List comprehension is an elegant way to define and create lists based on existing lists in Python. It can be used to create a new list from an existing one by specifying instructions on how to transform its elements, and also allows you to filter out items from the original list.


The typical syntax for list comprehension in Python is as follows:

1new_list = [expression for item in iterable if condition]

Here is what each segment represents:

  1. expression: Transforms the item before it is added to the new list.
  2. iterable: Any object you can iterate over.
  3. condition (Optional): An optional condition that must be met for an item to be included in the new list.

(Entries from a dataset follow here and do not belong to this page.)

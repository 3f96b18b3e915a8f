//! Source positions and offset conversion.
//!
//! Positions follow the convention of `std::panic::Location`: one-based lines
//! and one-based columns counted in characters. Tree-sitter points are
//! zero-based and are converted for display.

use std::fmt;
use std::ops::Range;

/// A one-based line and column within a source file.
///
/// Ordering is by line, then column, which is also source order.
#[derive(Debug, Clone, Copy, PartialEq, Eq, PartialOrd, Ord, Hash)]
pub struct Position {
    /// Line number (one-based).
    pub line: u32,
    /// Column number (one-based, in characters).
    pub column: u32,
}

impl Position {
    /// Creates a new position.
    #[must_use]
    pub const fn new(line: u32, column: u32) -> Self {
        Self { line, column }
    }
}

impl fmt::Display for Position {
    fn fmt(&self, f: &mut fmt::Formatter<'_>) -> fmt::Result {
        write!(f, "{}:{}", self.line, self.column)
    }
}

/// Returns the position of the byte `offset` within `content`.
///
/// Offsets past the end of the content resolve to the end of the content.
#[must_use]
pub fn position_at(content: &str, offset: usize) -> Position {
    let before = content.get(..offset).unwrap_or(content);
    let line = before.matches('\n').count().saturating_add(1);
    let line_start = before.rfind('\n').map_or(0, |idx| idx + 1);
    let column = before
        .get(line_start..)
        .map_or(0, |text| text.chars().count())
        .saturating_add(1);
    Position::new(to_u32(line), to_u32(column))
}

/// Returns the position just after `text` when it is inserted at `start`.
#[must_use]
pub fn position_after(start: Position, text: &str) -> Position {
    match text.rfind('\n') {
        Some(idx) => {
            let breaks = to_u32(text.matches('\n').count());
            let tail = text.get(idx + 1..).map_or(0, |tail| tail.chars().count());
            Position::new(
                start.line.saturating_add(breaks),
                to_u32(tail.saturating_add(1)),
            )
        }
        None => Position::new(
            start.line,
            start.column.saturating_add(to_u32(text.chars().count())),
        ),
    }
}

/// Byte range of the one-based `line`, excluding its line terminator.
pub(crate) fn line_range(content: &str, line: u32) -> Option<Range<usize>> {
    if line == 0 {
        return None;
    }
    let mut start = 0;
    for _ in 1..line {
        let newline = content.get(start..)?.find('\n')?;
        start += newline + 1;
    }
    let rest = content.get(start..)?;
    let mut end = rest.find('\n').map_or(content.len(), |idx| start + idx);
    if end > start && content.as_bytes().get(end - 1) == Some(&b'\r') {
        end -= 1;
    }
    Some(start..end)
}

/// Byte offset of the one-based character `column` within `line`.
///
/// Columns past the end of the line clamp to the line length.
pub(crate) fn column_offset(line: &str, column: u32) -> usize {
    let index = usize::try_from(column.saturating_sub(1)).unwrap_or(usize::MAX);
    line.char_indices()
        .nth(index)
        .map_or(line.len(), |(offset, _)| offset)
}

/// Converts a Tree-sitter position (0-based) to one-based display coordinates.
#[must_use]
pub(crate) fn point_to_one_based(pos: tree_sitter::Point) -> (u32, u32) {
    // Line/column numbers will realistically never exceed u32::MAX.
    let line = u32::try_from(pos.row.saturating_add(1)).unwrap_or(u32::MAX);
    let column = u32::try_from(pos.column.saturating_add(1)).unwrap_or(u32::MAX);
    (line, column)
}

fn to_u32(value: usize) -> u32 {
    u32::try_from(value).unwrap_or(u32::MAX)
}
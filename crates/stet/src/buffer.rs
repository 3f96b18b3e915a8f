//! Output accumulated between two checks.

use std::fmt;

/// Append-only text buffer for the open expectation cycle.
///
/// Text is stored exactly as written: no separators, no trimming.
#[derive(Debug, Clone, Default, PartialEq, Eq)]
pub struct ExpectationBuffer {
    text: String,
}

impl ExpectationBuffer {
    /// Creates an empty buffer.
    #[must_use]
    pub const fn new() -> Self {
        Self {
            text: String::new(),
        }
    }

    /// Appends `text`.
    pub fn push_str(&mut self, text: &str) {
        self.text.push_str(text);
    }

    /// The accumulated text.
    #[must_use]
    pub fn as_str(&self) -> &str {
        &self.text
    }

    /// Returns `true` when nothing was written since the last reset.
    #[must_use]
    pub fn is_empty(&self) -> bool {
        self.text.is_empty()
    }

    /// Returns the accumulated text and resets the buffer.
    pub fn take(&mut self) -> String {
        std::mem::take(&mut self.text)
    }

    /// Discards the accumulated text.
    pub fn clear(&mut self) {
        self.text.clear();
    }
}

impl fmt::Write for ExpectationBuffer {
    fn write_str(&mut self, s: &str) -> fmt::Result {
        self.push_str(s);
        Ok(())
    }
}
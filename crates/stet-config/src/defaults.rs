use crate::logging::LogFormat;

/// Program name handed to the configuration loader in place of real arguments.
pub const PROGRAM_NAME: &str = "stet";

/// Environment variable enabling promotion for the whole run.
pub const PROMOTE_ENV: &str = "STET_PROMOTE";

/// Environment variable overriding the directory call-site paths resolve from.
pub const SOURCE_ROOT_ENV: &str = "STET_SOURCE_ROOT";

/// Environment variable holding the log filter. Logging stays off when unset.
pub const LOG_FILTER_ENV: &str = "STET_LOG_FILTER";

/// Environment variable selecting the log format.
pub const LOG_FORMAT_ENV: &str = "STET_LOG_FORMAT";

/// Environment variable naming an explicit configuration file.
pub const CONFIG_PATH_ENV: &str = "STET_CONFIG_PATH";

/// Log filter used when `STET_LOG_FILTER` is set but blank.
pub const DEFAULT_LOG_FILTER: &str = "stet=info";

/// Default log filter expression.
#[must_use]
pub const fn default_log_filter() -> &'static str {
    DEFAULT_LOG_FILTER
}

/// Default logging format.
#[must_use]
pub const fn default_log_format() -> LogFormat {
    LogFormat::Compact
}

/// Promotion is opt-in.
#[must_use]
pub const fn default_promote() -> bool {
    false
}
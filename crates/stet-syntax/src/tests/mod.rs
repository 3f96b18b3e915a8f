//! Cross-module tests for stet-syntax.

mod unit;
//! Combat resolution inside a single lane.
//!
//! One call to [`resolve_lane_tick`] advances a lane by one fixed step:
//!
//! 1. Status upkeep (stun timers, poison, heals); poison kills are removed.
//! 2. Every creature that is not stunned picks the nearest enemy in range.
//! 3. Damage is computed from the start-of-step snapshot and applied
//!    simultaneously, so two creatures can kill each other.
//! 4. Dead creatures are removed in id order.
//! 5. Survivors that have nothing in range move forward, in id order.
//!
//! Iteration order is always ascending creature id, which makes the outcome
//! a pure function of the lane and the context.

pub mod abilities;

use std::collections::BTreeMap;

use serde::Serialize;

use crate::config::CombatConfig;
use crate::territory::{
    CreatureId, CreatureInLane, ENEMY_EDGE, LaneState, Side, element_multiplier,
};

/// Slack for comparing lane positions after repeated float steps.
const POSITION_EPSILON: f64 = 1e-9;

/// Parameters for one combat step.
#[derive(Debug, Clone, Copy)]
pub struct TickContext<'a> {
    /// Step length in milliseconds.
    pub dt_ms: u32,
    /// Lane length in battlefield units.
    pub battlefield_length: f64,
    /// Whether ranged creatures use the ranged range.
    pub ranged_support: bool,
    /// Combat tuning.
    pub config: &'a CombatConfig,
}

impl TickContext<'_> {
    /// Attack range of `creature` as a share of the lane, in percent.
    #[must_use]
    pub fn range_percent(&self, creature: &CreatureInLane) -> f64 {
        let units = if self.ranged_support && creature.is_ranged {
            self.config.ranged_range
        } else {
            self.config.melee_range
        };
        units / self.battlefield_length * 100.0
    }

    /// Distance `creature` covers in one step, in percent of the lane.
    #[must_use]
    pub fn step_percent(&self, creature: &CreatureInLane) -> f64 {
        let seconds = f64::from(self.dt_ms) / 1000.0;
        f64::from(creature.stats.speed) * self.config.speed_scale * seconds
            / self.battlefield_length
            * 100.0
    }
}

/// Something that happened during a combat step.
#[derive(Debug, Clone, Copy, PartialEq, Serialize)]
#[serde(tag = "type", rename_all = "camelCase")]
pub enum CombatEvent {
    /// A creature advanced.
    Moved {
        /// Creature that moved.
        creature: CreatureId,
        /// Owner.
        owner: Side,
        /// Lane index.
        lane: usize,
        /// New position, relative to the owner's base.
        position: f64,
    },
    /// One creature hit another.
    Attacked {
        /// Attacker.
        attacker: CreatureId,
        /// Target.
        defender: CreatureId,
        /// Lane index.
        lane: usize,
        /// Health removed from the target.
        damage: u32,
        /// Damage soaked by a shield.
        absorbed: u32,
        /// Element multiplier applied.
        multiplier: f64,
        /// Target health after the hit.
        defender_health: u32,
    },
    /// A creature died and left the lane.
    Died {
        /// Creature that died.
        creature: CreatureId,
        /// Owner.
        owner: Side,
        /// Lane index.
        lane: usize,
        /// Creature whose hit was lethal; `None` for poison.
        killer: Option<CreatureId>,
    },
}

/// Damage from one attack: `max(1, floor(attack * factor * multiplier) - defense)`.
///
/// `factor` carries ability bonuses such as burst; pass `1.0` for a plain hit.
#[must_use]
#[allow(clippy::cast_possible_truncation, clippy::cast_sign_loss)]
pub fn calculate_damage(attack: u32, defense: u32, factor: f64, multiplier: f64) -> u32 {
    let raw = (f64::from(attack) * factor * multiplier).floor();
    let raw = if raw >= f64::from(u32::MAX) {
        u32::MAX
    } else if raw > 0.0 {
        raw as u32
    } else {
        0
    };
    raw.saturating_sub(defense).max(1)
}

/// A hit decided from the start-of-step snapshot.
#[derive(Debug, Clone, Copy)]
struct Strike {
    attacker: usize,
    defender: usize,
    damage: u32,
    multiplier: f64,
}

/// Advance one lane by a single combat step.
///
/// Closed lanes are left untouched. Returned events are ordered by phase,
/// then by creature id.
pub fn resolve_lane_tick(lane: &mut LaneState, ctx: &TickContext<'_>) -> Vec<CombatEvent> {
    let mut events = Vec::new();
    if lane.closed {
        return events;
    }
    debug_assert!(lane.creatures.windows(2).all(|w| w[0].id < w[1].id));

    let tuning = &ctx.config.abilities;
    for creature in &mut lane.creatures {
        abilities::upkeep(creature, ctx.dt_ms, tuning);
    }
    remove_dead(lane, &BTreeMap::new(), &mut events);

    let strikes = plan_strikes(&lane.creatures, ctx);
    let mut killers = BTreeMap::new();
    for strike in strikes {
        let (attacker_id, ability, stun_ready) = {
            let a = &lane.creatures[strike.attacker];
            (a.id, a.stats.special_ability, a.effects.stun_cooldown_ms == 0)
        };
        let defender = &mut lane.creatures[strike.defender];
        if !defender.is_alive() {
            continue;
        }
        let (through, absorbed) = abilities::absorb(defender, strike.damage);
        let damage = defender.take_damage(through);
        let stunned = abilities::on_hit(ability, stun_ready, defender, tuning);
        if !defender.is_alive() {
            killers.insert(defender.id, attacker_id);
        }
        events.push(CombatEvent::Attacked {
            attacker: attacker_id,
            defender: defender.id,
            lane: lane.lane_index,
            damage,
            absorbed,
            multiplier: strike.multiplier,
            defender_health: defender.health,
        });
        abilities::after_attack(&mut lane.creatures[strike.attacker], stunned, tuning);
    }
    remove_dead(lane, &killers, &mut events);

    advance(lane, ctx, &mut events);
    lane.refresh_contested();
    events
}

/// Nearest enemy within range of `creatures[index]`, ties to the lowest id.
fn target_of(creatures: &[CreatureInLane], index: usize, range: f64) -> Option<usize> {
    let me = &creatures[index];
    creatures
        .iter()
        .enumerate()
        .filter(|(_, other)| other.owner != me.owner && other.is_alive())
        .map(|(j, other)| (j, me.distance_to(other)))
        .filter(|&(_, distance)| distance <= range + POSITION_EPSILON)
        .min_by(|a, b| a.1.total_cmp(&b.1).then(a.0.cmp(&b.0)))
        .map(|(j, _)| j)
}

fn plan_strikes(creatures: &[CreatureInLane], ctx: &TickContext<'_>) -> Vec<Strike> {
    creatures
        .iter()
        .enumerate()
        .filter(|(_, c)| c.is_alive() && !c.is_stunned())
        .filter_map(|(i, attacker)| {
            let defender = target_of(creatures, i, ctx.range_percent(attacker))?;
            let target = &creatures[defender];
            let multiplier = element_multiplier(attacker.stats.element, target.stats.element);
            let factor = abilities::attack_factor(attacker, &ctx.config.abilities);
            Some(Strike {
                attacker: i,
                defender,
                damage: calculate_damage(
                    attacker.stats.attack,
                    target.stats.defense,
                    factor,
                    multiplier,
                ),
                multiplier,
            })
        })
        .collect()
}

fn remove_dead(
    lane: &mut LaneState,
    killers: &BTreeMap<CreatureId, CreatureId>,
    events: &mut Vec<CombatEvent>,
) {
    let lane_index = lane.lane_index;
    lane.creatures.retain(|c| {
        if c.is_alive() {
            return true;
        }
        events.push(CombatEvent::Died {
            creature: c.id,
            owner: c.owner,
            lane: lane_index,
            killer: killers.get(&c.id).copied(),
        });
        false
    });
}

fn advance(lane: &mut LaneState, ctx: &TickContext<'_>, events: &mut Vec<CombatEvent>) {
    for i in 0..lane.creatures.len() {
        let creature = &lane.creatures[i];
        if !creature.is_advancing || creature.is_stunned() {
            continue;
        }
        let range = ctx.range_percent(creature);
        let enemies = lane
            .creatures
            .iter()
            .filter(|other| other.owner != creature.owner);

        let mut engaged = false;
        let mut room = ENEMY_EDGE - creature.position;
        for enemy in enemies {
            if creature.distance_to(enemy) <= range + POSITION_EPSILON {
                engaged = true;
                break;
            }
            let gap = creature.gap_to(enemy);
            if gap > 0.0 {
                room = room.min(gap - range);
            }
        }
        if engaged {
            continue;
        }

        let step = ctx.step_percent(creature).min(room.max(0.0));
        let creature = &mut lane.creatures[i];
        let position = (creature.position + step).min(ENEMY_EDGE);
        if position >= ENEMY_EDGE {
            creature.is_advancing = false;
        }
        if position > creature.position {
            creature.position = position;
            events.push(CombatEvent::Moved {
                creature: creature.id,
                owner: creature.owner,
                lane: lane.lane_index,
                position,
            });
        }
    }
}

Let’s look at an example where we want to create a new list of squares for all numbers in an existing list.

1numbers = [1, 2, 3, 4, 5]
2squares = [number**2 for number in numbers]


[1, 4, 9, 16, 25]

Here, the expression is number**2, the iterable is numbers and there is no condition.

We can also apply a condition to filter items from the original list. For instance, we can create a list of squares for only the even numbers in our original list:

1numbers = [1, 2, 3, 4, 5]
2even_squares = [number**2 for number in numbers if number % 2 == 0]


[4, 16]

Here, the condition is number % 2 == 0, which verifies if a number is even.


You can also use list comprehension with other iterables such as strings, tuples, and dictionaries.